**EXERCISE INSTRUCTIONS:**
With both ends included, repeat exactly the lines of the entries below from the one containing "Parsed command line" down to the one containing "0), load the", and no others.

**MATERIAL TO PROCESS:**
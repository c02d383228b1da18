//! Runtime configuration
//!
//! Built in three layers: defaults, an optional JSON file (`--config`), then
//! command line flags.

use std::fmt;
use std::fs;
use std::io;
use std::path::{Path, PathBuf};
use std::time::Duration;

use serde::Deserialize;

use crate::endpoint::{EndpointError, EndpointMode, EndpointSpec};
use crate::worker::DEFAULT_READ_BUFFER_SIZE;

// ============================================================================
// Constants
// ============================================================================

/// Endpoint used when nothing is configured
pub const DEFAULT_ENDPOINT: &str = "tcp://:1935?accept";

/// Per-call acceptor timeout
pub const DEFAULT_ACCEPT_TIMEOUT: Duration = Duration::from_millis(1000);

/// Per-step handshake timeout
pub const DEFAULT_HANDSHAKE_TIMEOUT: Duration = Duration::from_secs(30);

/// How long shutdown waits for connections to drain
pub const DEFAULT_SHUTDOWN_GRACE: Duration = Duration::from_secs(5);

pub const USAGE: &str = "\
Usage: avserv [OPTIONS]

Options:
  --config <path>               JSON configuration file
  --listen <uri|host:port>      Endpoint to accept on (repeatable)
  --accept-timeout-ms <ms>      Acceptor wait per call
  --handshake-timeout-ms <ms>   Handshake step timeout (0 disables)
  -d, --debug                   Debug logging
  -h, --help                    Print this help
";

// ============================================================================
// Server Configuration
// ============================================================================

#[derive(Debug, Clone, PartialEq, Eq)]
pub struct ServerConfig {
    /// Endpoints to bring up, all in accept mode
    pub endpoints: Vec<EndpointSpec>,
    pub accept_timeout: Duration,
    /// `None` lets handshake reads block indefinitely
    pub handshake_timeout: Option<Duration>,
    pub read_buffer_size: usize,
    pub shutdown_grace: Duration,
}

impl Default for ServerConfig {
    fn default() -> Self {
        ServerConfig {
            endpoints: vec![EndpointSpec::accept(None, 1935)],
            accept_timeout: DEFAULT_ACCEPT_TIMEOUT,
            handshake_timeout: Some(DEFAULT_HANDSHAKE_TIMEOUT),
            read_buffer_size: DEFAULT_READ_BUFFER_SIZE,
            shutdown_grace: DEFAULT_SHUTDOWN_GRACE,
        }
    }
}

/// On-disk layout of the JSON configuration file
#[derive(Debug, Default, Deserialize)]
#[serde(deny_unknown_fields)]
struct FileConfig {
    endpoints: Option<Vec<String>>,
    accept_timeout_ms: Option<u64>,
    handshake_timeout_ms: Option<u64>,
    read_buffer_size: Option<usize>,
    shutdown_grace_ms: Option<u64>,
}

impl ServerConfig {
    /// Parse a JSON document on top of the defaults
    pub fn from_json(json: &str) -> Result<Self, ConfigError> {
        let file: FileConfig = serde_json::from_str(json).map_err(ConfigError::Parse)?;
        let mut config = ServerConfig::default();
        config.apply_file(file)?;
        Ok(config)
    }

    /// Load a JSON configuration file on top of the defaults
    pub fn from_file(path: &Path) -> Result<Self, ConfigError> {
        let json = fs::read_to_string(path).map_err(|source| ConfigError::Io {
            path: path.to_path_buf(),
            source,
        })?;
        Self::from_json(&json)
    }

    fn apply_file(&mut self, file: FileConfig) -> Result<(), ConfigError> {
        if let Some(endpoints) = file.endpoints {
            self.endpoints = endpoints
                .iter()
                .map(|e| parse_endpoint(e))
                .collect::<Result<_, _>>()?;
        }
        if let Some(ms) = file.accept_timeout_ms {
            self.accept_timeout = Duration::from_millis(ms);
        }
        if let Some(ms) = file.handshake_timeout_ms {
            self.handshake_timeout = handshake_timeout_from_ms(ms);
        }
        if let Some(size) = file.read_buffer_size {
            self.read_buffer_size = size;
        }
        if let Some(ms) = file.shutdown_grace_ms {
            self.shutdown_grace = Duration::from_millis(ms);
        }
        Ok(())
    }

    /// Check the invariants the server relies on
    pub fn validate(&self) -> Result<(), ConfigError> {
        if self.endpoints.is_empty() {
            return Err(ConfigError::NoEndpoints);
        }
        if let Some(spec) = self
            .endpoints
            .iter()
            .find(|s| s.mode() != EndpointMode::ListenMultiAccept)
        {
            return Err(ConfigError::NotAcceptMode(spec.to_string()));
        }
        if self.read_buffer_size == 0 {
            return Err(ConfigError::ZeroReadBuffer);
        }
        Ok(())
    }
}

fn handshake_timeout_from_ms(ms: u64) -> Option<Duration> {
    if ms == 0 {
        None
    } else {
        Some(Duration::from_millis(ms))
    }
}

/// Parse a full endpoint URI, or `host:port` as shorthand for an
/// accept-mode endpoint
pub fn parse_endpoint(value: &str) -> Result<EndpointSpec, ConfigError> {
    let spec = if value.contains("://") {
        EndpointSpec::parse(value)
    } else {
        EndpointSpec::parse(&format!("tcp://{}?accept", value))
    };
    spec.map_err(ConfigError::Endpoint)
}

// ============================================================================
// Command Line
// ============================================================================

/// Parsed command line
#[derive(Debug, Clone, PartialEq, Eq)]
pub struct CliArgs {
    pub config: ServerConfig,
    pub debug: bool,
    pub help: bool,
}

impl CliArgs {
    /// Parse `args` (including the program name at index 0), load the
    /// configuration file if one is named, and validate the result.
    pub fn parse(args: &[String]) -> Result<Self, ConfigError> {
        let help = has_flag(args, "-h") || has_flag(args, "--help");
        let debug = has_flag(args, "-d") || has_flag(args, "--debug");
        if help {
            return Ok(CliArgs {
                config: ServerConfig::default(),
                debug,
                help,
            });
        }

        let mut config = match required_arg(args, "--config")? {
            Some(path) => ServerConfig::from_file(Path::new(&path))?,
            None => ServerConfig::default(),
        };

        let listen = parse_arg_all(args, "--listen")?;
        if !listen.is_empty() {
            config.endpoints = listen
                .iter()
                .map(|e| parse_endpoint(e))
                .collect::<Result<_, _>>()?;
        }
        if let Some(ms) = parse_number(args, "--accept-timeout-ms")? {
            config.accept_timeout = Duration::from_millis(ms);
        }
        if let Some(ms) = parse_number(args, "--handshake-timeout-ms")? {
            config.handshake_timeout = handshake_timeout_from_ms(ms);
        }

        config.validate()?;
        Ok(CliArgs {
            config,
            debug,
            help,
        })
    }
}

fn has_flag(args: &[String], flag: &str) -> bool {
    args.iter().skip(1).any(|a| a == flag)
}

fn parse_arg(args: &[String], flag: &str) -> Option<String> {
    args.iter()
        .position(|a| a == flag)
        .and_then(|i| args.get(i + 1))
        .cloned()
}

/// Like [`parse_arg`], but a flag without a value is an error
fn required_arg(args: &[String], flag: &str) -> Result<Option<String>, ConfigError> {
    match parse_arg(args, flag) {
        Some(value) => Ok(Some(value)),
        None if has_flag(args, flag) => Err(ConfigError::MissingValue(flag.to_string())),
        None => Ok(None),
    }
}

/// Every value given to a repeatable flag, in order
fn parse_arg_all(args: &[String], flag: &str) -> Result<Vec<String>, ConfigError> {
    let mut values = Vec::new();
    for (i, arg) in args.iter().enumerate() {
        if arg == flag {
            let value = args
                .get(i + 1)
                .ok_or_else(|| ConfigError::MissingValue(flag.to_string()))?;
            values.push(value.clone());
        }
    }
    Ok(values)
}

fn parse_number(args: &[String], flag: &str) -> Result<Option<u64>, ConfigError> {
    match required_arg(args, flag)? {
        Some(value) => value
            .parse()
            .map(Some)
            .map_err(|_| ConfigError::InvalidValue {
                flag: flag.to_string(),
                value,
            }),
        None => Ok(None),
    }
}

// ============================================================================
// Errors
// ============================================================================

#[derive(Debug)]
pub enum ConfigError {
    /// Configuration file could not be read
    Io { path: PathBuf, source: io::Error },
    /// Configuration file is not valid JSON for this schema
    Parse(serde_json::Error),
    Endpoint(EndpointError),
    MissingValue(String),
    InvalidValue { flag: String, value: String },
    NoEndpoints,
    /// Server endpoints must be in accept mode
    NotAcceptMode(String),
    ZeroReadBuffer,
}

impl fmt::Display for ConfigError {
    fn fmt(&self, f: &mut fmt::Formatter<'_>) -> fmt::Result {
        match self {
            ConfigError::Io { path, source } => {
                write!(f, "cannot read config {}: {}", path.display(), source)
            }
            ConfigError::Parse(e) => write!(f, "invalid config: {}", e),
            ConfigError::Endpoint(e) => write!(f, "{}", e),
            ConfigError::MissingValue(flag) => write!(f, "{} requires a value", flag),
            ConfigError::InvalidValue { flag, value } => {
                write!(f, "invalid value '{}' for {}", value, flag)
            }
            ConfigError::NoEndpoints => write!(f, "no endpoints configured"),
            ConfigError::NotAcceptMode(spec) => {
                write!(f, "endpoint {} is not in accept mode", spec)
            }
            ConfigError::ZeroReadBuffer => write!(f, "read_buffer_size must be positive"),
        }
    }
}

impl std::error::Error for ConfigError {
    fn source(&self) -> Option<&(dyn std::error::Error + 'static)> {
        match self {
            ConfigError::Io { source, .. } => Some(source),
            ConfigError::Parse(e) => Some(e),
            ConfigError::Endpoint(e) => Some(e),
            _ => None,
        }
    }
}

**EXERCISE RESPONSE:**
/// Parsed command line
#[derive(Debug, Clone, PartialEq, Eq)]
pub struct CliArgs {
    pub config: ServerConfig,
    pub debug: bool,
    pub help: bool,
}

impl CliArgs {
    /// Parse `args` (including the program name at index 0), load the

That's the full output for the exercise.